Hybrid drives combine an electric motor with an internal combustion engine, with a wide range of variants from micro and mild hybrids and full and plug-in hybrids right through to so-called “range extenders”. The capacity of the batteries used for hybrid drives also increases as one proceeds along this list of variants. In general, accumulators for hybrid drives must have a very high cyclic stability and a high power density. Whereas high-performance lead-acid starter batteries are still used for micro hybrids and Toyota uses alkaline nickel-metal-hydrid cells for its full hybrid vehicles, high-performance lithium-ion cells are the technology of choice for all other applications, and will remain so in the future. A strong trend in favour of also using lithium-ion cells for starter batteries is evident, too.
ZSW offers a comprehensive spectrum of expertise in all aspects of battery research – from new materials and components right through to industrial cell production technology. Post-mortem analysis, performance and safety tests, and many other aspects of battery system engineering complete the range of our battery technology services.
Battery-electric vehicles use accumulators as the energy source for their drives. Achieving the highest possible cell energy density is therefore the main goal in the development of new battery cells. There are many other associated issues here, such as the safety of cells, their cold-start properties, their rapid recharging capabilities and the reduction of material and manufacturing costs.
ZSW offers a comprehensive spectrum of expertise in all aspects of battery research – from new materials and components right through to the pilot production of cells. Post-mortem analyses, functional and safety tests and many other aspects of battery system technology complete the range of services offered by ZSW.
In the case of a fuel cell drive, the electricity for an electric motor is generated using a fuel cell powered by hydrogen stored in a high pressure tank. The high energy content of hydrogen and the simple refuelling process (compressed gas) give fuel cell vehicles a long range (400–700 km). Refuelling only takes a few minutes, similar to conventional petrol vehicles. This makes fuel cells suitable for use in all existing types of vehicle, from saloon cars and city buses right through to rail vehicles.

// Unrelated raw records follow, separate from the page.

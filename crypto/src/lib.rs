//! Theta Rosetta Cryptography
//!
//! Keccak hashing, secp256k1 address derivation and recoverable
//! signature verification. Addresses are the last 20 bytes of the
//! keccak256 digest of the uncompressed public key (without the 0x04 tag).

use secp256k1::ecdsa::{RecoverableSignature, RecoveryId};
use secp256k1::{Message, PublicKey, SecretKey, SECP256K1};
use sha3::{Digest, Keccak256};
use thiserror::Error;

/// `R ‖ S ‖ V`, with V in {0, 1} (27/28 are accepted on input)
pub const SIGNATURE_LENGTH: usize = 65;

pub const ADDRESS_LENGTH: usize = 20;

#[derive(Error, Debug, PartialEq, Eq)]
pub enum CryptoError {
    #[error("Invalid signature: {0}")]
    InvalidSignature(String),

    #[error("Invalid public key: {0}")]
    InvalidPublicKey(String),

    #[error("Invalid private key")]
    InvalidPrivateKey,

    #[error("Signature does not match signer {expected}, recovered {recovered}")]
    SignerMismatch { expected: String, recovered: String },
}

/// Secp256k1 key pair, used by wallets and tests to produce signatures
/// the gateway accepts.
#[derive(Clone)]
pub struct KeyPair {
    secret: SecretKey,
    public: PublicKey,
}

impl KeyPair {
    /// Create keypair from raw 32 private key bytes
    pub fn from_secret_bytes(bytes: &[u8]) -> Result<Self, CryptoError> {
        let secret = SecretKey::from_slice(bytes).map_err(|_| CryptoError::InvalidPrivateKey)?;
        let public = PublicKey::from_secret_key_global(&secret);
        Ok(Self { secret, public })
    }

    /// Create keypair from private key hex
    pub fn from_private_key_hex(hex_str: &str) -> Result<Self, CryptoError> {
        let bytes = hex::decode(hex_str.trim_start_matches("0x"))
            .map_err(|_| CryptoError::InvalidPrivateKey)?;
        Self::from_secret_bytes(&bytes)
    }

    /// 33-byte compressed public key
    pub fn public_key_compressed(&self) -> [u8; 33] {
        self.public.serialize()
    }

    pub fn address(&self) -> [u8; ADDRESS_LENGTH] {
        address_from_public_key(&self.public)
    }

    /// Sign the keccak256 digest of `message`
    pub fn sign(&self, message: &[u8]) -> [u8; SIGNATURE_LENGTH] {
        self.sign_digest(&keccak256(message))
    }

    /// Sign a precomputed 32-byte digest
    pub fn sign_digest(&self, digest: &[u8; 32]) -> [u8; SIGNATURE_LENGTH] {
        let msg = Message::from_digest(*digest);
        let (rec_id, compact) = SECP256K1
            .sign_ecdsa_recoverable(&msg, &self.secret)
            .serialize_compact();

        let mut out = [0u8; SIGNATURE_LENGTH];
        out[..64].copy_from_slice(&compact);
        out[64] = rec_id.to_i32() as u8;
        out
    }
}

/// Hash data with Keccak256
pub fn keccak256(data: &[u8]) -> [u8; 32] {
    Keccak256::digest(data).into()
}

/// Derive an account address from a serialized secp256k1 public key
/// (33-byte compressed or 65-byte uncompressed).
pub fn public_key_to_address(public_key: &[u8]) -> Result<[u8; ADDRESS_LENGTH], CryptoError> {
    let public = PublicKey::from_slice(public_key)
        .map_err(|e| CryptoError::InvalidPublicKey(e.to_string()))?;
    Ok(address_from_public_key(&public))
}

fn address_from_public_key(public: &PublicKey) -> [u8; ADDRESS_LENGTH] {
    let uncompressed = public.serialize_uncompressed();
    let digest = keccak256(&uncompressed[1..]);

    let mut address = [0u8; ADDRESS_LENGTH];
    address.copy_from_slice(&digest[12..]);
    address
}

/// Recover the signer address from a signature over a 32-byte digest
pub fn recover_address(
    digest: &[u8; 32],
    signature: &[u8],
) -> Result<[u8; ADDRESS_LENGTH], CryptoError> {
    if signature.len() != SIGNATURE_LENGTH {
        return Err(CryptoError::InvalidSignature(format!(
            "expected {} bytes, got {}",
            SIGNATURE_LENGTH,
            signature.len()
        )));
    }

    let v = match signature[64] {
        v @ 0..=1 => v,
        v @ 27..=28 => v - 27,
        other => {
            return Err(CryptoError::InvalidSignature(format!(
                "invalid recovery id {}",
                other
            )))
        }
    };

    let rec_id = RecoveryId::from_i32(v as i32)
        .map_err(|e| CryptoError::InvalidSignature(e.to_string()))?;
    let sig = RecoverableSignature::from_compact(&signature[..64], rec_id)
        .map_err(|e| CryptoError::InvalidSignature(e.to_string()))?;

    let msg = Message::from_digest(*digest);
    let public = sig
        .recover(&msg)
        .map_err(|e| CryptoError::InvalidSignature(e.to_string()))?;

    Ok(address_from_public_key(&public))
}

/// Verify that `signature` over keccak256(`message`) was produced by `signer`
pub fn verify_signature(
    message: &[u8],
    signature: &[u8],
    signer: &[u8; ADDRESS_LENGTH],
) -> Result<(), CryptoError> {
    let recovered = recover_address(&keccak256(message), signature)?;
    if &recovered != signer {
        return Err(CryptoError::SignerMismatch {
            expected: hex::encode(signer),
            recovered: hex::encode(recovered),
        });
    }
    Ok(())
}
//! Retrieval-augmented answers over indexed documents.

use std::sync::Arc;

use serde::Deserialize;

use super::types::{Answer, AnswerSource, AskError, AskRequest};
use crate::embedding::EmbeddingClient;
use crate::index::{IndexFilter, VectorIndex};
use crate::summarization::{GenerationRequest, GenerativeClient};

/// Reply used when the model cannot ground an answer in the document.
pub const FALLBACK_ANSWER: &str = "Hmmm I do not know that. Please ask me anything in the file.";

/// Chunks retrieved per question unless the caller asks for more.
pub const DEFAULT_TOP_K: usize = 1;

fn answer_prompt(question: &str, context: &str) -> String {
    format!(
        "Answer the question using only the document excerpts below. Keep the answer short, \
         precise, and in the format the question asks for. Do not answer anything the excerpts \
         do not cover.\n\n\
         Respond with JSON only, with nothing before or after it:\n\
         {{\"message\": \"<answer>\"}}\n\n\
         If the excerpts do not contain the answer, respond with:\n\
         {{\"message\": \"{FALLBACK_ANSWER}\"}}\n\n\
         Excerpts:\n{context}\n\n\
         Question: {question}"
    )
}

#[derive(Deserialize)]
struct AnswerPayload {
    message: Option<String>,
}

fn parse_answer(raw: &str) -> Option<String> {
    serde_json::from_str::<AnswerPayload>(raw.trim())
        .ok()
        .and_then(|payload| payload.message)
        .map(|message| message.trim().to_string())
        .filter(|message| !message.is_empty())
}

/// Answers questions from the chunks stored at ingestion time.
pub struct QuestionAnswerer {
    embedder: Arc<dyn EmbeddingClient>,
    index: Arc<dyn VectorIndex>,
    generator: Arc<dyn GenerativeClient>,
    max_output_tokens: usize,
}

impl QuestionAnswerer {
    /// Build an answerer from its collaborators.
    pub fn new(
        embedder: Arc<dyn EmbeddingClient>,
        index: Arc<dyn VectorIndex>,
        generator: Arc<dyn GenerativeClient>,
        max_output_tokens: usize,
    ) -> Self {
        Self {
            embedder,
            index,
            generator,
            max_output_tokens,
        }
    }

    /// Embed the question, retrieve context, and generate a grounded answer.
    pub async fn ask(&self, request: &AskRequest) -> Result<Answer, AskError> {
        let question = request.question.trim();
        if question.is_empty() {
            return Err(AskError::MissingQuestion);
        }

        let vector = self.embedder.embed(question).await?;
        let filter = IndexFilter {
            session_id: request.session_id.clone(),
            file_name: request.file_name.clone(),
        };
        let top_k = request.top_k.unwrap_or(DEFAULT_TOP_K).max(1);
        let matches = self.index.query(vector, top_k, &filter).await?;
        let context = matches
            .iter()
            .filter_map(|hit| hit.text())
            .collect::<Vec<_>>()
            .join(" ");
        tracing::debug!(
            session_id = ?request.session_id,
            file_name = ?request.file_name,
            matches = matches.len(),
            "Retrieved answer context"
        );

        let raw = self
            .generator
            .generate(GenerationRequest::json(
                answer_prompt(question, &context),
                self.max_output_tokens,
            ))
            .await?;
        let message = parse_answer(&raw).unwrap_or_else(|| {
            tracing::warn!("Answer was not valid JSON; using fallback reply");
            FALLBACK_ANSWER.to_string()
        });

        Ok(Answer {
            message,
            session_id: request.session_id.clone(),
            sources: matches
                .into_iter()
                .map(|hit| AnswerSource {
                    record_id: hit.record_id,
                    score: hit.score,
                })
                .collect(),
        })
    }
}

ZSW offers a comprehensive spectrum of expertise in all aspects of fuel cell research – from new materials and optimised components (electrodes, bipolar plates etc.) right through to production technology for cells and stacks. The range of services offered is rounded off by one of the largest test fields worldwide for fuel cell stacks up to 120 kWel, and many issues relating to fuel cell system technology, and hydrogen quality.